* _Exercise_: All lines below containing "Other" are to be listed.

Stored records:
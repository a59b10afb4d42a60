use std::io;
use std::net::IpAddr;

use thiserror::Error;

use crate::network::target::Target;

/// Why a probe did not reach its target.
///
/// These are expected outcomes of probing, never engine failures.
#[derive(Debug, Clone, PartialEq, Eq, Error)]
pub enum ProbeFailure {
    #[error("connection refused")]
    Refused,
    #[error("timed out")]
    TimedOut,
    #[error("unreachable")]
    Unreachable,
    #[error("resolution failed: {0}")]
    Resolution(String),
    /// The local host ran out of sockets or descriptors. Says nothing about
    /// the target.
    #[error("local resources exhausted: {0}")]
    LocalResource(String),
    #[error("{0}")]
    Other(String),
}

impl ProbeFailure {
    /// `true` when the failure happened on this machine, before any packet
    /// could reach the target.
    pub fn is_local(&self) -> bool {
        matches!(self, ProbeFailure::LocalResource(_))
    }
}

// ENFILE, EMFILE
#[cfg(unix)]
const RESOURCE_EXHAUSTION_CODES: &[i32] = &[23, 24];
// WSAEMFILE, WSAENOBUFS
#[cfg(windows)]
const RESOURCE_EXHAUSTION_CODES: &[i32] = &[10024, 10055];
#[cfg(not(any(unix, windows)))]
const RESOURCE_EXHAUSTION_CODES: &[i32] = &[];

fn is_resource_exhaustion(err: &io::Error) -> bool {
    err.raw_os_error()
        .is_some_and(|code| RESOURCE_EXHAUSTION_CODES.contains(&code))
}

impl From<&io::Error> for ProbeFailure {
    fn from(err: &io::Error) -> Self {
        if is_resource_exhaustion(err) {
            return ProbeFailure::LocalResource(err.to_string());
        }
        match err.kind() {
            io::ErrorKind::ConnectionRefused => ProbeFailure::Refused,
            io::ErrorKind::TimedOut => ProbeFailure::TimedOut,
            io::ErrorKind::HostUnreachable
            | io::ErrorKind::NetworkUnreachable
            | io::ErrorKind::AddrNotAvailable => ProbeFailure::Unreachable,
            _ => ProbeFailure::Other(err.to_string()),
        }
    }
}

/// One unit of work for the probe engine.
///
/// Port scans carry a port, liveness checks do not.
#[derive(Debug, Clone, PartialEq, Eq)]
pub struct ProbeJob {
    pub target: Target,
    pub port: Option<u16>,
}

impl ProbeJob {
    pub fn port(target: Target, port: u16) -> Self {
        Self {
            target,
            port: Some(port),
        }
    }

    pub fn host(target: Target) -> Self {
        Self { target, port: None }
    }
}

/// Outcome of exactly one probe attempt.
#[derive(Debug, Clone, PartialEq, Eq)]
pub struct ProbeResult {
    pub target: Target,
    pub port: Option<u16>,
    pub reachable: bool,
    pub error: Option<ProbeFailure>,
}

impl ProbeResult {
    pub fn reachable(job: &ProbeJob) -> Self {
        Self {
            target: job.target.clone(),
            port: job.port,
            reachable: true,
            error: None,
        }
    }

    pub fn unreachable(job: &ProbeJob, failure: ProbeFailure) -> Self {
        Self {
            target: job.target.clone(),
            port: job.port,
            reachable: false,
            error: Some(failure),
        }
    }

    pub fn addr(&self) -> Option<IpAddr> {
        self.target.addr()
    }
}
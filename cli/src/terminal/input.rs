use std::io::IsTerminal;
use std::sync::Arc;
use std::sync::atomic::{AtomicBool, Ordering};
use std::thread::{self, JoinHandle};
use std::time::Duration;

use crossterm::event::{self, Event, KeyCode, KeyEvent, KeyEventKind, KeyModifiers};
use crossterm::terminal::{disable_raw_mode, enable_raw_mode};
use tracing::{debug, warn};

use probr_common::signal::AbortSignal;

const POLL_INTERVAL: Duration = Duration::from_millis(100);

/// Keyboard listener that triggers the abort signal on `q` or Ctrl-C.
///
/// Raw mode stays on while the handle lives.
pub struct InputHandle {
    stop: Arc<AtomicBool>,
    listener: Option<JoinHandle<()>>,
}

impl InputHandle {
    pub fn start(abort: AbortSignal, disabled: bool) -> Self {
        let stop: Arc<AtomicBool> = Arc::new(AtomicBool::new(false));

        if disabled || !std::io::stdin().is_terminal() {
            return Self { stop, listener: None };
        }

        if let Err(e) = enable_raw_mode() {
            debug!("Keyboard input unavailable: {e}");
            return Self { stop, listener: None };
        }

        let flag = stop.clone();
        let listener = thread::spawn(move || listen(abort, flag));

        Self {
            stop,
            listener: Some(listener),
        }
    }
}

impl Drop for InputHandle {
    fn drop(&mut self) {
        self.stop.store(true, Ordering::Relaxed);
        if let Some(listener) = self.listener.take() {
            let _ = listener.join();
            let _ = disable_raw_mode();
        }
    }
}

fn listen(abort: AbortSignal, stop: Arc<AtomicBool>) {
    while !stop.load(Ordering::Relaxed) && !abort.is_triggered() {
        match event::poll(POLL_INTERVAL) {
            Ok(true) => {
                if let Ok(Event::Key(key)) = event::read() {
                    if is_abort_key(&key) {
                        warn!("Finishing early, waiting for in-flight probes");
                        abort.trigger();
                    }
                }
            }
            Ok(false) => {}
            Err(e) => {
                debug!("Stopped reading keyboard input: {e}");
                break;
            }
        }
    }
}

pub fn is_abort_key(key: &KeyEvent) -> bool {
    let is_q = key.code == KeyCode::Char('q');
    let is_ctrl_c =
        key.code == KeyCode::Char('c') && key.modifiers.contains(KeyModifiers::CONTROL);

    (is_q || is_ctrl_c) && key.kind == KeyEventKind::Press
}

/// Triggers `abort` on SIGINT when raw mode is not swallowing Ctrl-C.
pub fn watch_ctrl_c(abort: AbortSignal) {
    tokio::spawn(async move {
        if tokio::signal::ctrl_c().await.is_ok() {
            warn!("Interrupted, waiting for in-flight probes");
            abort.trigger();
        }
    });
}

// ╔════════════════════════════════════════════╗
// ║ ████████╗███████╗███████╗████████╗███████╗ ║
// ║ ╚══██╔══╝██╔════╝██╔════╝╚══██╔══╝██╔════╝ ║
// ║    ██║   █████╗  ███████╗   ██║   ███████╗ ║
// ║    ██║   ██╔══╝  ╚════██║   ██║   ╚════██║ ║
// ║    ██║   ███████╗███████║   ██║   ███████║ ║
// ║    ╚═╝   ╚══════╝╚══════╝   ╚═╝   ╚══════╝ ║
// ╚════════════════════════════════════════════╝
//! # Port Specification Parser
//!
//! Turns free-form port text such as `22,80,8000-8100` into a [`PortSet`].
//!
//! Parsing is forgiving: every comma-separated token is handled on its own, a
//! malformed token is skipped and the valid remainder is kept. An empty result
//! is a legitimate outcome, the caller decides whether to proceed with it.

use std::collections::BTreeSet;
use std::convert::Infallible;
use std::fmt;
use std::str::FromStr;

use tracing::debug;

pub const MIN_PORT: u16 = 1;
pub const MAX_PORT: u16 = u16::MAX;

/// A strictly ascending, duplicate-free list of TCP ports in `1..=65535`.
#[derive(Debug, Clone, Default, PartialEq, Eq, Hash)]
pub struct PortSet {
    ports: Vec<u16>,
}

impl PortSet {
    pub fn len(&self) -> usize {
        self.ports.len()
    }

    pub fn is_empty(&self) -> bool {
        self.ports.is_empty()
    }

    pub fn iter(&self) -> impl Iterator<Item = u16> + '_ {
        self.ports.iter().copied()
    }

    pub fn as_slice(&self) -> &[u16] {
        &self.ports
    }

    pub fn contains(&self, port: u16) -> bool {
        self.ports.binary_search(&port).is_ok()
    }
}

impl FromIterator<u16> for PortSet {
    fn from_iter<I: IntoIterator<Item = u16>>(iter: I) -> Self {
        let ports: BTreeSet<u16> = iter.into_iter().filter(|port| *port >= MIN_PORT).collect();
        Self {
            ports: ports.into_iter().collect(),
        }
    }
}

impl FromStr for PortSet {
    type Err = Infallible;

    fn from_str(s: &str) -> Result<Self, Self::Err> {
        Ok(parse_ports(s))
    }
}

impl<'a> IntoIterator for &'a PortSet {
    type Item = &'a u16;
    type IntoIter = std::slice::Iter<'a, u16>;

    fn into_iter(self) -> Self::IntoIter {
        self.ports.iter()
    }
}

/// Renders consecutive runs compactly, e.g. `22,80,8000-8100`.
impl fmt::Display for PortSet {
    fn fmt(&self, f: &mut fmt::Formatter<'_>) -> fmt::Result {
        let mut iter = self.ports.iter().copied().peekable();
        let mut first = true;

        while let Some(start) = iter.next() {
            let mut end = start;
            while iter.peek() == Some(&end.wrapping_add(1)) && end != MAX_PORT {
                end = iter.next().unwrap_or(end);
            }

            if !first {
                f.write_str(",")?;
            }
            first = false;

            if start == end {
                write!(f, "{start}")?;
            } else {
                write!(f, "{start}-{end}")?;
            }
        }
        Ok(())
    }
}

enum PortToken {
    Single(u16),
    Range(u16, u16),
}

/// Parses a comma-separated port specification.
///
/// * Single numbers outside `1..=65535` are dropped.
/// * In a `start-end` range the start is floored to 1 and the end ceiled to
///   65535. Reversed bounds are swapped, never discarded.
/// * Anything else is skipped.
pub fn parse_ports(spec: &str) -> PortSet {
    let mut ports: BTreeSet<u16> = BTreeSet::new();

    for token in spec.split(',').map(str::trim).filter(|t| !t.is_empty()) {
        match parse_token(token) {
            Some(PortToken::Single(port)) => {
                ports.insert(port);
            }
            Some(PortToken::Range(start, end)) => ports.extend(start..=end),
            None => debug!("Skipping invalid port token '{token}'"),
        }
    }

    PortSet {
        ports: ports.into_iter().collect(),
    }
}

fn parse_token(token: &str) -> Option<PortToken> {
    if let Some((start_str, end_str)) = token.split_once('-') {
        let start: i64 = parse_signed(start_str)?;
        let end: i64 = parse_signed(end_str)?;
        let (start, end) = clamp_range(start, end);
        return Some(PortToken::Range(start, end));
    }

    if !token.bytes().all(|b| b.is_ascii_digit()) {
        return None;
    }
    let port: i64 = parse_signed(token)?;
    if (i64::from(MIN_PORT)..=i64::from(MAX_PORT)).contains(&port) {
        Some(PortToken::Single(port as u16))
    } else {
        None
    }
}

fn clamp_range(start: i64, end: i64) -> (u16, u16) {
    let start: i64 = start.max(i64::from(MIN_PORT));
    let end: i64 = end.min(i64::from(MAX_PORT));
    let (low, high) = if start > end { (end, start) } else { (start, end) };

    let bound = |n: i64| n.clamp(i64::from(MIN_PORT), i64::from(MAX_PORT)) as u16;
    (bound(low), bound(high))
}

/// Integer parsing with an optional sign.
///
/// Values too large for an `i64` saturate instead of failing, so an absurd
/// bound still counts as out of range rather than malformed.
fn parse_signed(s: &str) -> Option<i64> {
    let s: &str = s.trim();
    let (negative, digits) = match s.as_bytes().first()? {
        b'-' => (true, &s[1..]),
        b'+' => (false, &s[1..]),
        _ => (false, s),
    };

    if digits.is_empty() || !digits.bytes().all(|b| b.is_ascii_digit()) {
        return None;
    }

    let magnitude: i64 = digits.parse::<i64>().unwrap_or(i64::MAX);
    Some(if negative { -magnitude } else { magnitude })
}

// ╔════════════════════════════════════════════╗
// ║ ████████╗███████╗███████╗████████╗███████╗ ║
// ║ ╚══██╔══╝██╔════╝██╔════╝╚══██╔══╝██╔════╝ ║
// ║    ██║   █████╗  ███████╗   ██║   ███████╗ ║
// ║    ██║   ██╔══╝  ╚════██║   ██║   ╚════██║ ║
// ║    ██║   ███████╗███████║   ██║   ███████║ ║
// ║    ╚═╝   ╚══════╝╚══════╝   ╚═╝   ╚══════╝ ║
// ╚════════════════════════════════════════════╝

* _Written response_:
    Other(String),
            _ => ProbeFailure::Other(err.to_string()),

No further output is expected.